- Opening Delimiter -
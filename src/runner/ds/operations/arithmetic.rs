use crate::runner::context::EvalContext;
use crate::runner::ds::error::JErrorType;
use crate::runner::ds::operations::type_conversion::{
    to_number, to_primitive, to_string, PreferredType,
};
use crate::runner::ds::value::{JsNumberType, JsValue};

type ValueResult = Result<JsValue, JErrorType>;

/// The `+` operator: concatenation as soon as either primitive is a string,
/// numeric addition otherwise.
pub fn add_values(ctx: &mut EvalContext, left: &JsValue, right: &JsValue) -> ValueResult {
    let lprim = to_primitive(ctx, left, PreferredType::Default)?;
    let rprim = to_primitive(ctx, right, PreferredType::Default)?;
    if matches!(lprim, JsValue::String(_)) || matches!(rprim, JsValue::String(_)) {
        let l = to_string(ctx, &lprim)?;
        let r = to_string(ctx, &rprim)?;
        return Ok(JsValue::String(l + &r));
    }
    apply_numeric_op(ctx, &lprim, &rprim, i64::checked_add, |a, b| a + b)
}

fn apply_numeric_op<F, G>(
    ctx: &mut EvalContext,
    left: &JsValue,
    right: &JsValue,
    int_op: F,
    float_op: G,
) -> ValueResult
where
    F: Fn(i64, i64) -> Option<i64>,
    G: Fn(f64, f64) -> f64,
{
    let l = to_number(ctx, left)?;
    let r = to_number(ctx, right)?;
    if let (JsNumberType::Integer(a), JsNumberType::Integer(b)) = (&l, &r) {
        if let Some(result) = int_op(*a, *b) {
            return Ok(JsValue::Number(JsNumberType::Integer(result)));
        }
    }
    Ok(JsValue::Number(JsNumberType::from_f64(float_op(
        l.as_f64(),
        r.as_f64(),
    ))))
}
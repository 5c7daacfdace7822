pub mod arithmetic;
pub mod object;
pub mod type_conversion;
impl<T: Filterable> Stored<T> {
    /// AND across all filters. Unknown keys constrain nothing.
    pub fn matches(&self, filters: &Filters) -> bool {
        filters.iter().all(|(key, expected)| {
            let actual = if key == "_ref" {
                Some(Some(Cow::Borrowed(self.reference.as_str())))
            } else {
                self.object.field(key)
            };
            match actual {
                None => true,
                Some(value) => value.as_deref() == Some(expected.as_str()),
            }
        })
    }
}

#[derive(Debug, Clone, Copy, Default, PartialEq, Eq, Hash, Serialize, Deserialize)]
pub enum RecordType {
    #[default]
    #[serde(rename = "A", alias = "a")]
    A,
    #[serde(rename = "AAAA", alias = "aaaa")]
    Aaaa,
    #[serde(rename = "CNAME", alias = "cname")]
    Cname,
    #[serde(rename = "PTR", alias = "ptr")]
    Ptr,
}

impl RecordType {
    pub fn object_type(&self) -> &'static str {
        match self {
            RecordType::A => "record:a",
            RecordType::Aaaa => "record:aaaa",
            RecordType::Cname => "record:cname",
            RecordType::Ptr => "record:ptr",
        }
    }

    /// Fields a create request must carry.
    pub fn required_fields(&self) -> &'static [&'static str] {
        match self {
            RecordType::A => &["name", "ipv4addr"],
            RecordType::Aaaa => &["name", "ipv6addr"],
            RecordType::Cname => &["name", "canonical"],
            RecordType::Ptr => &["ptrdname", "ipv4addr"],
        }
    }
}

#[derive(Debug, Clone, Default, PartialEq, Eq, Serialize, Deserialize)]
pub struct DnsRecord {
    #[serde(default)]
    pub record_type: RecordType,
    #[serde(default, skip_serializing_if = "Option::is_none")]
    pub name: Option<String>,
    #[serde(default, skip_serializing_if = "Option::is_none")]
    pub ipv4addr: Option<String>,
    #[serde(default, skip_serializing_if = "Option::is_none")]
    pub ipv6addr: Option<String>,
    #[serde(default, skip_serializing_if = "Option::is_none")]
    pub canonical: Option<String>,
    #[serde(default, skip_serializing_if = "Option::is_none")]
    pub ptrdname: Option<String>,
    #[serde(default, skip_serializing_if = "Option::is_none")]
    pub comment: Option<String>,
    #[serde(default, skip_serializing_if = "Option::is_none")]
    pub ttl: Option<u32>,
}

impl DnsRecord {
    fn qualifier(&self) -> &str {
        let target = match self.record_type {
            RecordType::Ptr => self.ptrdname.as_deref(),
            _ => self.name.as_deref(),
        };
        target.unwrap_or_default()
    }
}

impl Filterable for DnsRecord {
    fn field(&self, key: &str) -> Option<Option<Cow<'_, str>>> {
        let value = match key {
            "name" => self.name.as_deref(),
            "ipv4addr" => self.ipv4addr.as_deref(),
            "ipv6addr" => self.ipv6addr.as_deref(),
            "canonical" => self.canonical.as_deref(),
            "ptrdname" => self.ptrdname.as_deref(),
            "comment" => self.comment.as_deref(),
            "ttl" => return Some(self.ttl.map(|ttl| Cow::Owned(ttl.to_string()))),
            _ => return None,
        };
        Some(value.map(Cow::Borrowed))
    }
}

#[derive(Debug, Clone, PartialEq, Eq, Serialize, Deserialize)]
pub struct Network {
    pub network: String,
    #[serde(default, skip_serializing_if = "Option::is_none")]
    pub comment: Option<String>,
}

impl Filterable for Network {
    fn field(&self, key: &str) -> Option<Option<Cow<'_, str>>> {
        match key {
            "network" => Some(Some(Cow::Borrowed(&self.network))),
            "comment" => Some(self.comment.as_deref().map(Cow::Borrowed)),
            _ => None,
        }
    }
}

#[derive(Debug, Clone, PartialEq, Eq, Serialize, Deserialize)]
pub struct Range {
    pub start_ip: String,
    pub end_ip: String,
    pub network: String,
    #[serde(default, skip_serializing_if = "Option::is_none")]
    pub comment: Option<String>,
}

impl Filterable for Range {
    fn field(&self, key: &str) -> Option<Option<Cow<'_, str>>> {
        match key {
            "start_ip" => Some(Some(Cow::Borrowed(&self.start_ip))),
            "end_ip" => Some(Some(Cow::Borrowed(&self.end_ip))),
            "network" => Some(Some(Cow::Borrowed(&self.network))),
            "comment" => Some(self.comment.as_deref().map(Cow::Borrowed)),
            _ => None,
        }
    }
}
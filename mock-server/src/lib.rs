//! In-memory mock of a WAPI DDI appliance.
//!
//! Serves the same `/wapi/<version>` resources as a real appliance, backed by
//! a [`Store`] shared behind one `RwLock`. The router can be served over TCP
//! with [`run`] or driven in-process through [`MockTransport`].

use std::env;
use std::path::Path;

use axum::extract::{Query, State};
use axum::routing::{delete, get, post, MethodRouter};
use axum::Router;
use tokio::net::TcpListener;
use tracing::info;

pub mod error;
pub mod handlers;
pub mod seed;
pub mod store;
pub mod transport;

pub use error::{ApiError, Error};
pub use seed::{Seed, SeedError};
pub use store::{
    Allocation, DnsRecord, Filters, FixedAddress, IpStatus, Network, PolicyViolation, Range,
    RecordType, Ref, SharedStore, Store, Stored, ValidationPolicy,
};
pub use transport::MockTransport;

pub const DEFAULT_WAPI_VERSION: &str = "v2.12";

/// Seed file loaded when `MOCK_WAPI_SEED` is unset, relative to the working
/// directory. A missing file means an empty store.
pub const DEFAULT_SEED_PATH: &str = "config/mock_data.json";

/// Everything needed to build a router: API version, policy and seed data.
#[derive(Debug, Clone)]
pub struct MockConfig {
    pub wapi_version: String,
    pub policy: ValidationPolicy,
    pub seed: Option<Seed>,
}

impl Default for MockConfig {
    fn default() -> Self {
        Self {
            wapi_version: DEFAULT_WAPI_VERSION.to_string(),
            policy: ValidationPolicy::default(),
            seed: None,
        }
    }
}

impl MockConfig {
    /// Read `WAPI_VERSION`, `MOCK_WAPI_SEED` and the policy toggles
    /// `MOCK_WAPI_REJECT_OVERLAPS`, `MOCK_WAPI_UNIQUE_MACS` and
    /// `MOCK_WAPI_ENFORCE_BOUNDS`.
    ///
    /// Without `MOCK_WAPI_SEED` the store is seeded from
    /// [`DEFAULT_SEED_PATH`] when that file exists. An empty
    /// `MOCK_WAPI_SEED` disables seeding.
    pub fn from_env() -> Result<Self, Error> {
        Self::from_lookup(|name| env::var(name).ok(), Path::new(DEFAULT_SEED_PATH))
    }

    /// Same as [`from_env`](Self::from_env), reading variables through `var`
    /// and falling back to `default_seed`.
    pub fn from_lookup(
        var: impl Fn(&str) -> Option<String>,
        default_seed: &Path,
    ) -> Result<Self, Error> {
        let flag = |name: &'static str| match var(name) {
            None => Ok(false),
            Some(value) => parse_flag(&value).ok_or(Error::Setting { name, value }),
        };
        let policy = ValidationPolicy {
            reject_overlapping_networks: flag("MOCK_WAPI_REJECT_OVERLAPS")?,
            reject_duplicate_macs: flag("MOCK_WAPI_UNIQUE_MACS")?,
            enforce_address_bounds: flag("MOCK_WAPI_ENFORCE_BOUNDS")?,
        };
        let seed = match var("MOCK_WAPI_SEED") {
            Some(path) if path.is_empty() => None,
            Some(path) => Some(Seed::from_path(path)?),
            None => Seed::from_path_if_exists(default_seed)?,
        };
        Ok(Self {
            wapi_version: var("WAPI_VERSION").unwrap_or_else(|| DEFAULT_WAPI_VERSION.to_string()),
            policy,
            seed,
        })
    }

    pub fn with_policy(mut self, policy: ValidationPolicy) -> Self {
        self.policy = policy;
        self
    }

    pub fn with_seed(mut self, seed: Seed) -> Self {
        self.seed = Some(seed);
        self
    }

    /// A fresh store with the policy applied and the seed loaded.
    pub fn build_store(&self) -> Result<SharedStore, Error> {
        let mut store = Store::with_policy(self.policy);
        if let Some(seed) = &self.seed {
            seed.apply(&mut store)?;
        }
        Ok(store.into_shared())
    }
}

fn parse_flag(value: &str) -> Option<bool> {
    match value.trim().to_ascii_lowercase().as_str() {
        "" | "0" | "false" | "no" | "off" => Some(false),
        "1" | "true" | "yes" | "on" => Some(true),
        _ => None,
    }
}

/// Router over an empty store with the default version.
pub fn app() -> Router {
    app_with_store(Store::new().into_shared(), DEFAULT_WAPI_VERSION)
}

pub fn app_with_store(store: SharedStore, wapi_version: &str) -> Router {
    let base = format!("/wapi/{wapi_version}");
    let info = handlers::wapi_info(wapi_version);

    Router::new()
        .route("/", get(handlers::health))
        .route(&base, get(move || async move { info }))
        .route(&format!("{base}/record:a"), dns_routes(RecordType::A))
        .route(&format!("{base}/record:aaaa"), dns_routes(RecordType::Aaaa))
        .route(&format!("{base}/record:cname"), dns_routes(RecordType::Cname))
        .route(&format!("{base}/record:ptr"), dns_routes(RecordType::Ptr))
        .route(
            &format!("{base}/network"),
            get(handlers::list_networks).post(handlers::create_network),
        )
        .route(
            &format!("{base}/range"),
            get(handlers::list_ranges).post(handlers::create_range),
        )
        .route(
            &format!("{base}/fixedaddress"),
            get(handlers::list_fixed_addresses).post(handlers::create_fixed_address),
        )
        .route(&format!("{base}/request"), post(handlers::next_available_ip))
        .route(
            &format!("{base}/ipv4address"),
            get(handlers::list_allocations).post(handlers::allocate_ip),
        )
        .route(
            &format!("{base}/{{*reference}}"),
            delete(handlers::delete_object).fallback(handlers::not_found),
        )
        .fallback(handlers::not_found)
        .method_not_allowed_fallback(handlers::method_not_allowed)
        .with_state(store)
}

fn dns_routes(record_type: RecordType) -> MethodRouter<SharedStore> {
    get(move |state: State<SharedStore>, query: Query<Filters>| {
        handlers::list_dns_records(state, query, record_type)
    })
    .post(move |state: State<SharedStore>, body: handlers::Body| {
        handlers::create_dns_record(state, body, record_type)
    })
}

pub async fn run(listener: TcpListener, config: MockConfig) -> Result<(), Error> {
    let store = config.build_store()?;
    let router = app_with_store(store, &config.wapi_version);
    if let Ok(addr) = listener.local_addr() {
        info!(%addr, version = %config.wapi_version, "mock WAPI serving");
    }
    axum::serve(listener, router).await?;
    Ok(())
}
- Closing Delimiter -
### WHAT IS REQUIRED:
In the data above, find each line that has the word "MockTransport" and copy it out.

### EXERCISE RESPONSE:
//! with [`run`] or driven in-process through [`MockTransport`].
pub use transport::MockTransport;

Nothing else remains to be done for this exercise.